ただれた妄想するな、ただの女上司だから」

「ただれただけに?」

「ただの女上司だ」


 腹立つわ~。

 なんで俺より若いくせにオッサンみたいなことを言うかな。

 すると、紺は小さく挙手をして尋ねてきた。


「もしかして焼津さんのことですか?」

「し、知っているのか紺ちゃん!?」


 良い助け舟だった。

 これが紺の知らない女であれば、紺もぎゃあぎゃあ騒いでいたと思うと救われる。

 ようやくこのうるさい会話から抜け出せる——


「はい……私と一緒に、食べられちゃいましたからね……」

「なにをっ!?」


 俺は思わずツッコむ。

 あ、お好み焼きをかな? やだなぁ、紺ちゃんは今日も可愛いー!


 こんな気持ちの悪いテンションにならざるを得ない。

 そうでもしないと、要らない誤解を生む紺を憎みそうになったからだ。


「貴様ッ……もう許さんぞっ……!」


 言い訳は聞きたくないとばかりに、イズミは言う。


「私たちの純情を弄んで楽しいかっ!?」

「お前らの純情なんて知るかよ」


 俺だって被害者なのに理不尽すぎるだろう。

 だが、彼女はそんなことも気にせず続ける。


「とにかくっ! 私はお前を許さない!! 絶対に!!」


 そして、また立ち上がった。

 今度は何をするつもりなのかと思っていると——


「勝負しろっ!!」


 と叫んだのだ。


「え、えぇ……」


 これは心の底から出た声である。


「今回はお前には負けたけど、次は負けないぞ!」

「いや、別に競ってないんだけど……」


 勝手に勝ち負けが決まっていたらしい。

 だが、一体何で勝負しようというのか。

 するとイズミはスマホを取り出し宣言した。


「次はコイツだ、ゲームの対戦で勝負しろ!」


 まるでコ〇コロコミックの漫画のような展開だった。

 なんと、最近の戦いは電子機器で済んでしまうのか。

 俺は感慨深げに聞き入ってしまった。


「勝負は簡単だ、まずこのアプリをDLしろ!」

「手間かけさせるのかよ」

「いいから早くしろっ!」


 小学校の教員のような気分で、仕方なく俺はスマホを起動した。


「ええと、なんてゲームだ……は?」

『美少女育成シミュレーションゲーム』

「おい待て、どういうことだ」


 俺は訊き返すが、すでにダウンロードが始まっていた。


「どういうことって、これで勝負するんだよ」

「これっていわゆるギャルゲーだよな?」

「そうだ、それがどうした?」

「……どうやって勝負するんだ?」

「は?」


 当然の疑問を投げかけただけなのに、変な顔をされた。


「いや、その反応はおかしいだろ」

「何言ってんだお前、このゲームでいかに女を落とすかで勝負を決めるんじゃないか。
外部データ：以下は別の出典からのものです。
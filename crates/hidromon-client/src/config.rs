use std::path::{Path, PathBuf};

use crate::{ClientError, ClientResult};

pub const SNAPSHOT_ENV: &str = "HIDROMON_SNAPSHOT";
pub const HOME_ENV: &str = "HIDROMON_HOME";
pub const SNAPSHOT_FILE_NAME: &str = "snapshot.json";

/// Picks the store export to read: explicit path, then `HIDROMON_SNAPSHOT`,
/// then `snapshot.json` under `HIDROMON_HOME` or `~/.hidromon`.
pub fn resolve_snapshot_path(snapshot_override: Option<&Path>) -> ClientResult<PathBuf> {
    let candidate = match snapshot_override {
        Some(path) => path.to_path_buf(),
        None => {
            if let Some(snapshot_path) = std::env::var_os(SNAPSHOT_ENV) {
                PathBuf::from(snapshot_path)
            } else {
                resolve_home()?.join(SNAPSHOT_FILE_NAME)
            }
        }
    };

    absolutize(&candidate)
}

pub fn resolve_home() -> ClientResult<PathBuf> {
    if let Some(override_path) = std::env::var_os(HOME_ENV) {
        return Ok(PathBuf::from(override_path));
    }
    if let Some(home_path) = home::home_dir() {
        return Ok(home_path.join(".hidromon"));
    }
    Err(ClientError::config_unresolved("no home directory is available"))
}

fn absolutize(path: &Path) -> ClientResult<PathBuf> {
    if path.is_absolute() {
        return Ok(path.to_path_buf());
    }

    std::env::current_dir()
        .map(|cwd| cwd.join(path))
        .map_err(|error| ClientError::config_unresolved(&error.to_string()))
}
pub mod history;
pub mod parameters;
use chrono::{NaiveDate, NaiveDateTime};
use tracing::debug;

use crate::history::date::{
    end_of_day, parse_calendar_day_strict, parse_record_timestamp, start_of_day,
};
use crate::history::types::HistoryRecord;
use crate::{ClientError, ClientResult};

const FILTER_COMMAND: &str = "history";

/// Closed calendar-day range. `end` covers its whole day up to `23:59:59`.
#[derive(Debug, Clone, Copy, PartialEq, Eq)]
pub struct DateRange {
    pub start: NaiveDate,
    pub end: NaiveDate,
}

impl DateRange {
    pub fn new(start: NaiveDate, end: NaiveDate) -> Self {
        Self { start, end }
    }

    pub fn parse(start_day: Option<&str>, end_day: Option<&str>) -> ClientResult<Self> {
        let (Some(start_value), Some(end_value)) = (start_day, end_day) else {
            return Err(ClientError::missing_date_range(start_day, end_day));
        };

        let start = parse_calendar_day_strict(start_value, "from", FILTER_COMMAND)?;
        let end = parse_calendar_day_strict(end_value, "to", FILTER_COMMAND)?;
        Ok(Self { start, end })
    }

    pub fn start_instant(&self) -> NaiveDateTime {
        start_of_day(self.start)
    }

    pub fn end_instant(&self) -> NaiveDateTime {
        end_of_day(self.end)
    }

    pub fn contains(&self, instant: &NaiveDateTime) -> bool {
        self.start_instant() <= *instant && *instant <= self.end_instant()
    }

    /// Keeps records whose timestamp parses and falls inside the range, in
    /// input order. A reversed range simply matches nothing.
    pub fn apply(&self, records: &[HistoryRecord]) -> Vec<HistoryRecord> {
        let filtered = records
            .iter()
            .filter(|record| {
                parse_record_timestamp(&record.timestamp)
                    .is_some_and(|instant| self.contains(&instant))
            })
            .cloned()
            .collect::<Vec<HistoryRecord>>();

        debug!(
            from = %self.start,
            to = %self.end,
            matched = filtered.len(),
            total = records.len(),
            "filtered history by date range"
        );
        filtered
    }
}

pub fn filter_by_range(
    records: &[HistoryRecord],
    start_day: Option<&str>,
    end_day: Option<&str>,
) -> ClientResult<Vec<HistoryRecord>> {
    let range = DateRange::parse(start_day, end_day)?;
    Ok(range.apply(records))
}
女の気持ちが分からない男に紺ちゃんはやらん、それだけだ」


 マジで意味不明すぎる。


「……もう俺の負けでいいか?」

「なんだと!」


 常識的に考えて、一人攻略するのに何時間かかると思っているんだ。

 控えめに言ってやる気がなくなってきた。


「逃げるのかお前っ!」

「余計な争いは俺もお前も疲れるだけだからな」

「なんだと、この私が疲れるとでも——」


 ぐぅぅぅぅ……。

 タイミング良く、イズミの腹が鳴った。


「……ぅっ!?」


 恥ずかしそうに顔を赤らめるイズミ。

 ほら言わんこっちゃない、怒ったからと腹が減ったんだろう。

 それに気付いた紺はいつものように言った。


「シューチさんもお腹空いてますよね?」

「あ、あぁ……」

「だったらご飯にしましょう♪」


 確かにコイツと言い争いをしていたらもう12時を回っていた。

 なんていう無駄な時間を過ごしていたのだろう。


「おい、無駄な時間を過ごしたとか思ってないか」

「思ってない思ってない」


 怒られると思ったので嘘を付いた。

 そして、紺は尋ねてくる。


「シューチさんの家に材料がないと思って、これを持ってきたんですけど、どうでしょうか……?」


 カバンの中身を見せてくる。

 すると、トマトにひき肉……そしてパスタが入っていた。


「すごく良いじゃないか」

「本当ですかっ、じゃあこれを作りましょう♪」


 嬉しそうに微笑む紺。

 パスタってことは、俺が調理しやすいモノだったんだろうな。

 そもそも料理を教えるつもりで今日の約束をしていたのだから。


「聞いて驚くなよ、紺はすごく料理が上手なんだ」

「知ってる」

「な、なんだと……っ!? やっぱり貴様だけは許せない……ッ!」


 他人のふんどしで競ってくるな。

 だけどまぁ……三人で食べるのは賑やかでいいかもしれないな。